Barbaric Comedies - King's Theatre, Edinburgh Festival

Barbaric Comedies - King's Theatre, Edinburgh Festival

Don Juan Manuel de Montenegro is not a nice man. He is an inversion of the kindly feudal lord of Ramon del Valle Inclan's imagination: he destroys the life of his sons, even to the point of raping the lover of the best-looking one, Silverface, and keeping her in a prison of fear in his castle; even to the point of cheating them of rents so that he can earn in his own currency - sexual favours - from the miller's wife.

Through de Montenegro - a name associated with Valle-Inclan's own family - the playwright fashions a picture of an entirely corrupt society.
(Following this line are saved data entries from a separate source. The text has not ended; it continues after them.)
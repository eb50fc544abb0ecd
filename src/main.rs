use mimalloc::MiMalloc;
use std::sync::Arc;
use tokio::net::TcpListener;
use tokio_util::sync::CancellationToken;
use tracing::info;
use tracing_subscriber::{EnvFilter, layer::SubscriberExt, util::SubscriberInitExt};

use mailpool::api::CloudMailClient;
use mailpool::config::Config;
use mailpool::router::{MailpoolState, mailpool_router};
use mailpool::service::{AccountPool, RetirementReclaimer};
use mailpool::store::CredentialStore;

#[global_allocator]
static GLOBAL: MiMalloc = MiMalloc;

#[tokio::main]
async fn main() -> Result<(), Box<dyn std::error::Error>> {
    dotenvy::dotenv().ok();

    let cfg = Config::load()?;

    let env_filter =
        EnvFilter::try_from_default_env().unwrap_or_else(|_| EnvFilter::new(cfg.basic.loglevel.clone()));
    tracing_subscriber::registry()
        .with(env_filter)
        .with(
            tracing_subscriber::fmt::layer()
                .with_level(true)
                .with_target(false),
        )
        .init();

    info!(
        accounts_dir = %cfg.pool.accounts_dir.display(),
        lease_duration_secs = cfg.pool.lease_duration_secs,
        cleanup_interval_secs = cfg.pool.cleanup_interval_secs,
        retention_hours = cfg.pool.retention_hours,
        mail_api = %cfg.mail.base_url,
        proxy = %cfg.mail.proxy.as_ref().map(|u| u.as_str()).unwrap_or("<none>"),
        loglevel = %cfg.basic.loglevel,
    );

    let store = CredentialStore::open(&cfg.pool.accounts_dir).await?;
    let mail = Arc::new(CloudMailClient::new(&cfg.mail)?);
    let pool = Arc::new(AccountPool::new(store, cfg.pool.lease_duration(), mail));

    let cancel = shutdown_token();
    let reclaimer = RetirementReclaimer::new(
        pool.clone(),
        cfg.pool.cleanup_interval(),
        cfg.pool.retention(),
    )
    .spawn(cancel.clone());

    let state = MailpoolState::new(pool, cfg.pool.retention());
    let app = mailpool_router(state);

    let addr = cfg.listen_addr();
    let listener = TcpListener::bind(&addr).await?;
    info!("HTTP server listening on {}", addr);

    let server_cancel = cancel.clone();
    let served = axum::serve(listener, app)
        .with_graceful_shutdown(async move { server_cancel.cancelled().await })
        .await;

    // Stop the reclaimer even if the server exited on its own.
    cancel.cancel();
    reclaimer.await?;
    served?;
    info!("mailpool stopped");
    Ok(())
}

/// Cancelled on SIGINT or SIGTERM.
fn shutdown_token() -> CancellationToken {
    let token = CancellationToken::new();
    let token_clone = token.clone();

    tokio::spawn(async move {
        let ctrl_c = tokio::signal::ctrl_c();

        #[cfg(unix)]
        {
            use tokio::signal::unix::{SignalKind, signal};
            let mut sigterm =
                signal(SignalKind::terminate()).expect("failed to install SIGTERM handler");

            tokio::select! {
                _ = ctrl_c => info!("received SIGINT, shutting down"),
                _ = sigterm.recv() => info!("received SIGTERM, shutting down"),
            }
        }

        #[cfg(not(unix))]
        {
            let _ = ctrl_c.await;
            info!("received Ctrl+C, shutting down");
        }

        token_clone.cancel();
    });

    token
}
Looking back, it is obvious that Valle-Inclan was reeling at the pace of change which gripped his native Spain, and indeed, all of Europe, in the early years of the century. The years between the writing of the last two plays of the three which make up Barbaric Comedies, Eagle Rampant and Romance of the Wolves (1907) and the one which is placed first, Silverface (1922), saw the breakdown of the traditional feudal order, and the conversion of the playwright from a desire for benevolent monarchism to communism. However, no shocking ideological rupture between them is visible: more than any possible antidote to chaos, Valle-Inclan portrays the chaos itself: the women raped, the priests corrupted, the family's ties turned to chains.

And is there no redemption?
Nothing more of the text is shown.